Data supplied Block Start

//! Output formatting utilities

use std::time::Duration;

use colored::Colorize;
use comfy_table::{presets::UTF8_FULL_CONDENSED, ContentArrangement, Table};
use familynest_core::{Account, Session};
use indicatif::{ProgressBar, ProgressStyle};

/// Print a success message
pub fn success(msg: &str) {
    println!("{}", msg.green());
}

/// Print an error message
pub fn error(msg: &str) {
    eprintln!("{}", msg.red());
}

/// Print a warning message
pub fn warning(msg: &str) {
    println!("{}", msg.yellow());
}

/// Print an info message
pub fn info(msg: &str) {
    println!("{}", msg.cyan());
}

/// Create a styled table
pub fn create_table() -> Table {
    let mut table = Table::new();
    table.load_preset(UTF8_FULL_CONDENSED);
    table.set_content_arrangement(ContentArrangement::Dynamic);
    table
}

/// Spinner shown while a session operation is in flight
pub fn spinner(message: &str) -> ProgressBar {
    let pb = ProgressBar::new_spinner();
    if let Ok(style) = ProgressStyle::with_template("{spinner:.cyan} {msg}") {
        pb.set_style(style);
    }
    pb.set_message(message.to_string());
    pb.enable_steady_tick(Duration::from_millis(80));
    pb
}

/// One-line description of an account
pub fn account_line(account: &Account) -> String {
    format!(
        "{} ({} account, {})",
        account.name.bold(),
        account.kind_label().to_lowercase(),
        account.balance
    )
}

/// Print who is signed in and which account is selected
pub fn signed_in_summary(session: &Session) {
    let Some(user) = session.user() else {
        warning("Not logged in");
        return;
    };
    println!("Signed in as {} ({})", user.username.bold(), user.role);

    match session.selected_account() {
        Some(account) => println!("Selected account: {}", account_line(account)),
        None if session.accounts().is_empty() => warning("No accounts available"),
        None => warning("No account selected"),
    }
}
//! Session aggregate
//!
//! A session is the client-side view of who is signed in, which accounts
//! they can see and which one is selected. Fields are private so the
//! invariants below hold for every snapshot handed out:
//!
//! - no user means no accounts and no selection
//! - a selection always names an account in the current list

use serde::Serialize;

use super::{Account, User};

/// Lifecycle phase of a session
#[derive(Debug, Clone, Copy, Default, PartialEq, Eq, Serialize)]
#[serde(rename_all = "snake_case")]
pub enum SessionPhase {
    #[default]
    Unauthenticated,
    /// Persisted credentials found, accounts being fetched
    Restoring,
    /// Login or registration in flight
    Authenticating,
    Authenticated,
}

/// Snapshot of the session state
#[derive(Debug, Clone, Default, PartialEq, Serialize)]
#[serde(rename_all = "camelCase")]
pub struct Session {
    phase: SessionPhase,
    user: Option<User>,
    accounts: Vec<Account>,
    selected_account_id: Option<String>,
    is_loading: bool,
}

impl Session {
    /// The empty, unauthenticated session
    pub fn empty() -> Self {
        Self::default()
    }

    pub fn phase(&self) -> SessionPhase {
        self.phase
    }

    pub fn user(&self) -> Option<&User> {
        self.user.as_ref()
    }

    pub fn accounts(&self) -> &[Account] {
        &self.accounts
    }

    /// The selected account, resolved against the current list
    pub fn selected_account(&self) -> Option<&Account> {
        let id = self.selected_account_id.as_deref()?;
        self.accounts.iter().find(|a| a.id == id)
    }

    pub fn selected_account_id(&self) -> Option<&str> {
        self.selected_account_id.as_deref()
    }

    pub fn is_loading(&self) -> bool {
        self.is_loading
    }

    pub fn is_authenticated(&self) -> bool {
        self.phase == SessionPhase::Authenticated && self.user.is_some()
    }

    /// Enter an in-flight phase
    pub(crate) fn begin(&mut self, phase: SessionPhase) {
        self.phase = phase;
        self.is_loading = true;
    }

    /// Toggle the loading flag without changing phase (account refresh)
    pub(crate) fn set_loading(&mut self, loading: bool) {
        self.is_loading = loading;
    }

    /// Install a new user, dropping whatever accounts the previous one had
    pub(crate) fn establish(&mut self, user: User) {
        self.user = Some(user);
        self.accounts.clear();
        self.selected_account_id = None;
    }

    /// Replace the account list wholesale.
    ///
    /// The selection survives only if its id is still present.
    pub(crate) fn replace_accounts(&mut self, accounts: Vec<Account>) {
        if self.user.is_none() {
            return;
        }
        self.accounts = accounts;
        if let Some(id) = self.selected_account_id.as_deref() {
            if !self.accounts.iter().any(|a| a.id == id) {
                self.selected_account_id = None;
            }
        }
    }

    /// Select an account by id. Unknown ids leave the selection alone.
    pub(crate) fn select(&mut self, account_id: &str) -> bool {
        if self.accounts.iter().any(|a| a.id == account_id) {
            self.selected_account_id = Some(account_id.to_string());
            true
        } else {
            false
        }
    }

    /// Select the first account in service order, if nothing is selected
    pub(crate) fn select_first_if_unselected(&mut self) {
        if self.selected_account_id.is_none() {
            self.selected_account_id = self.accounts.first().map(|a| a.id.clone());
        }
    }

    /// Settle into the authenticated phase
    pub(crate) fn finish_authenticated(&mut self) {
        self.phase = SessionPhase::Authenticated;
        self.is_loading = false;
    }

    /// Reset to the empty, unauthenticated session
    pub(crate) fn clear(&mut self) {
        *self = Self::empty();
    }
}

Data supplied Block End
Data supplied Block Start

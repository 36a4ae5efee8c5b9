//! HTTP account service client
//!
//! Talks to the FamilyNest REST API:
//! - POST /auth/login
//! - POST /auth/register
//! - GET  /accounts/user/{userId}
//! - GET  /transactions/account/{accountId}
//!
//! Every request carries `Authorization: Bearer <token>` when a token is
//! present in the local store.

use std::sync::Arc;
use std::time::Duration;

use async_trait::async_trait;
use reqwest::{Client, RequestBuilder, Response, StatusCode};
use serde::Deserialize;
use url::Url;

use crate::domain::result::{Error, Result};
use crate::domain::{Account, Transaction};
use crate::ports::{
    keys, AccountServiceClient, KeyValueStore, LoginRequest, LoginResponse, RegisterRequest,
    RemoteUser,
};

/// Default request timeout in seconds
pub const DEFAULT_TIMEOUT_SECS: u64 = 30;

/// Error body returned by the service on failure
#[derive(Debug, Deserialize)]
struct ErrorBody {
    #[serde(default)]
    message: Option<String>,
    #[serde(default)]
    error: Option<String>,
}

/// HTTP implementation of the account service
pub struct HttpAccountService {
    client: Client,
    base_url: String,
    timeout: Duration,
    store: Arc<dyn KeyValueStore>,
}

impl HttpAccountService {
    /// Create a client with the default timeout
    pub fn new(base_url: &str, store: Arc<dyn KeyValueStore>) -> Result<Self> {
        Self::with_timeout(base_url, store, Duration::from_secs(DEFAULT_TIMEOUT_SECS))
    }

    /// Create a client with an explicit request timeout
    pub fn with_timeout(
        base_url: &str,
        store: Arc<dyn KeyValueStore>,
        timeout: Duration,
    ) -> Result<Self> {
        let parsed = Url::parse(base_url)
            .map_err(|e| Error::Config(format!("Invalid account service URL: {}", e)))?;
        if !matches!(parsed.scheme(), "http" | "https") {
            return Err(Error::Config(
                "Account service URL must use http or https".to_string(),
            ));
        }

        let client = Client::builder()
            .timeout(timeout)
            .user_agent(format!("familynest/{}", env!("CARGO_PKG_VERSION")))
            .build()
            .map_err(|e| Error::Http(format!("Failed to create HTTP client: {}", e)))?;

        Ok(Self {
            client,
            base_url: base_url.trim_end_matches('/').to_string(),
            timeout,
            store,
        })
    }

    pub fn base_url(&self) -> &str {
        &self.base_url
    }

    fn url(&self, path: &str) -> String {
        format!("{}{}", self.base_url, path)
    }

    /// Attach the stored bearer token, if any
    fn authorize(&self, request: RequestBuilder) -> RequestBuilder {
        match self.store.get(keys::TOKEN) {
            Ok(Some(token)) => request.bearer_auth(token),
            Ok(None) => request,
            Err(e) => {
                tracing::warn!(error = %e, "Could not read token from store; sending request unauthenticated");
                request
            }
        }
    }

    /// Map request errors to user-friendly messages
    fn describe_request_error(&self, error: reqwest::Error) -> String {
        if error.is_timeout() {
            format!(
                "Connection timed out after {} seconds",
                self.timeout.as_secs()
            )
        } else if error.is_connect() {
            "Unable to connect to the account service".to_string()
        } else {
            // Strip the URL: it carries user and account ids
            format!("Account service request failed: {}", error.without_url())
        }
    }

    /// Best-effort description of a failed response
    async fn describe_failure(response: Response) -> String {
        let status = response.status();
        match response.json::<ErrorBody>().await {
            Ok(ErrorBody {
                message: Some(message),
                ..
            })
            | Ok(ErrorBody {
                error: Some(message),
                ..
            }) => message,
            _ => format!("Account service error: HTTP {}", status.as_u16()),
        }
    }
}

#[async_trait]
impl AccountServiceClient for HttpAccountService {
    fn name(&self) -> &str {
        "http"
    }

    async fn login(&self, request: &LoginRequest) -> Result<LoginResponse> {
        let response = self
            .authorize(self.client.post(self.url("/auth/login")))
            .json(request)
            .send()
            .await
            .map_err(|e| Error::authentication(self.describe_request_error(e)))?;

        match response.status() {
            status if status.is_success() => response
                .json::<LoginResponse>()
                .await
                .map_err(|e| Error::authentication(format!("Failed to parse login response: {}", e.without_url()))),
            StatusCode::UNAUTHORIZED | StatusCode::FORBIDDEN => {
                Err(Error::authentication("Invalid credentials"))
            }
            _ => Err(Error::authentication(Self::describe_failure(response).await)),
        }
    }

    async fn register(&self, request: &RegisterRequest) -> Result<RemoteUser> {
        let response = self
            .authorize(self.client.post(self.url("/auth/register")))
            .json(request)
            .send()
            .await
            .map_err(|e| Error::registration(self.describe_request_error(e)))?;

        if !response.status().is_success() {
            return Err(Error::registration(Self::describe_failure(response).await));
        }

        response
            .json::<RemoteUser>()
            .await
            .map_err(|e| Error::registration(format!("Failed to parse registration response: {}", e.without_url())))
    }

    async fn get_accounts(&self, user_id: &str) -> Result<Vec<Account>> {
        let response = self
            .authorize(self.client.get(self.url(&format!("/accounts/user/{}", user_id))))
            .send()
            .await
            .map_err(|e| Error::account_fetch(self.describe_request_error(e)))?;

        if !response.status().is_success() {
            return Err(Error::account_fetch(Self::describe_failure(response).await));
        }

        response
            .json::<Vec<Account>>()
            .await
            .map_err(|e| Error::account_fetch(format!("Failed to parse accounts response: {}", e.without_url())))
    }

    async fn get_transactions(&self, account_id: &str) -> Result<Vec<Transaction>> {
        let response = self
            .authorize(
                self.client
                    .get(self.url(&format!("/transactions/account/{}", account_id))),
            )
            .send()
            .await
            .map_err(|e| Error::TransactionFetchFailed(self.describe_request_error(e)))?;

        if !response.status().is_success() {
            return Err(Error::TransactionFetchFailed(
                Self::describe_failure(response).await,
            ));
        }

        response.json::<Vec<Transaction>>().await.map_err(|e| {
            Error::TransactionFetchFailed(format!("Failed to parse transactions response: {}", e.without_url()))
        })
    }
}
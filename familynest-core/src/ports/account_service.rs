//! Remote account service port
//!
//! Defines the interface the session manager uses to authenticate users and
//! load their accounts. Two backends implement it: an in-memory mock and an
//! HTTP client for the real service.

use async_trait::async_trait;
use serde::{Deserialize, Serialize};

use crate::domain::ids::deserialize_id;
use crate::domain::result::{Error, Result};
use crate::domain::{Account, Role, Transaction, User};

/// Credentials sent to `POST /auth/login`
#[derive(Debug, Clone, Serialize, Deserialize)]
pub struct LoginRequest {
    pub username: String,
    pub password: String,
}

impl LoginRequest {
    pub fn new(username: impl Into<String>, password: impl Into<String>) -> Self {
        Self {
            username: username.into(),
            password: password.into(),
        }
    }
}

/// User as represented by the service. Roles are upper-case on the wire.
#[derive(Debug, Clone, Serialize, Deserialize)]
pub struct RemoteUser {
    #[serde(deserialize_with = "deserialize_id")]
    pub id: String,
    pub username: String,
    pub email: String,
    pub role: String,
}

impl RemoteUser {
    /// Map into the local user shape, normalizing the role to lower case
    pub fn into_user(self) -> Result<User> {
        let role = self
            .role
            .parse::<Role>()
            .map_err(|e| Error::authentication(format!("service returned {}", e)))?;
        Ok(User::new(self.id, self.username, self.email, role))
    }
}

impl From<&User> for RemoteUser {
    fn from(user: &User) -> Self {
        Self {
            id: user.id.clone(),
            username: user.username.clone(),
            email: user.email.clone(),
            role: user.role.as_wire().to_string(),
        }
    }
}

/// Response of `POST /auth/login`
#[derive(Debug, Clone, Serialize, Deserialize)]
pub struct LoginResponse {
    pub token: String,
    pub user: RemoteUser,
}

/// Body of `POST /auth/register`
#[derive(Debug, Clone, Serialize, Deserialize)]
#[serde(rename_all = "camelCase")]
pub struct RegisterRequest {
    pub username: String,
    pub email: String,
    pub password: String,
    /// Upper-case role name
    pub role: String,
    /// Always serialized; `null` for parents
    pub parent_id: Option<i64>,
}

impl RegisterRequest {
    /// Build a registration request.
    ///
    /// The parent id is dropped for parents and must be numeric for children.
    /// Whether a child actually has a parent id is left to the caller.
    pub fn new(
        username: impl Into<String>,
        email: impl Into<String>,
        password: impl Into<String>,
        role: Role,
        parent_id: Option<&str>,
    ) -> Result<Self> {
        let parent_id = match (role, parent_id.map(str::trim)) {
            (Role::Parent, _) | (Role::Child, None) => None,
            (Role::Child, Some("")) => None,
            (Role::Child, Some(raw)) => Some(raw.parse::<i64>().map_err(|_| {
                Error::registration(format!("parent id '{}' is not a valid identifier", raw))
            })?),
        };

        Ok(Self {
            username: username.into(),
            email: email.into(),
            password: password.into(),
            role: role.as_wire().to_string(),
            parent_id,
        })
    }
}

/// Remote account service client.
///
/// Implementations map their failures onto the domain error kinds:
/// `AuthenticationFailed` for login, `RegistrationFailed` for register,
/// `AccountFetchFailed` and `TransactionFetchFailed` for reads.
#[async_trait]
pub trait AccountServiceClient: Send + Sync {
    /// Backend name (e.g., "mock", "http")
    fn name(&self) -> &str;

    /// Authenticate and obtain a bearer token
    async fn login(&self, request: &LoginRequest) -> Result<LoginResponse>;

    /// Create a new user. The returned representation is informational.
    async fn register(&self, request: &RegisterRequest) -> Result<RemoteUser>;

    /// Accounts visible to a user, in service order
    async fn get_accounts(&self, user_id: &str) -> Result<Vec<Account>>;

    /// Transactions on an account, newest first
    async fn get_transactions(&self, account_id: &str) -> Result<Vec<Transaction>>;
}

Data supplied Block End

What you have to do:
Could you restate, word for word, the lines above from the one with "repository 36a4ae5efee8c5b9" to the one with "when a token is", both included?

Solution:
repository 36a4ae5efee8c5b9
//! HTTP account service client
//!
//! Talks to the FamilyNest REST API:
//! - POST /auth/login
//! - POST /auth/register
//! - GET  /accounts/user/{userId}
//! - GET  /transactions/account/{accountId}
//!
//! Every request carries `Authorization: Bearer <token>` when a token is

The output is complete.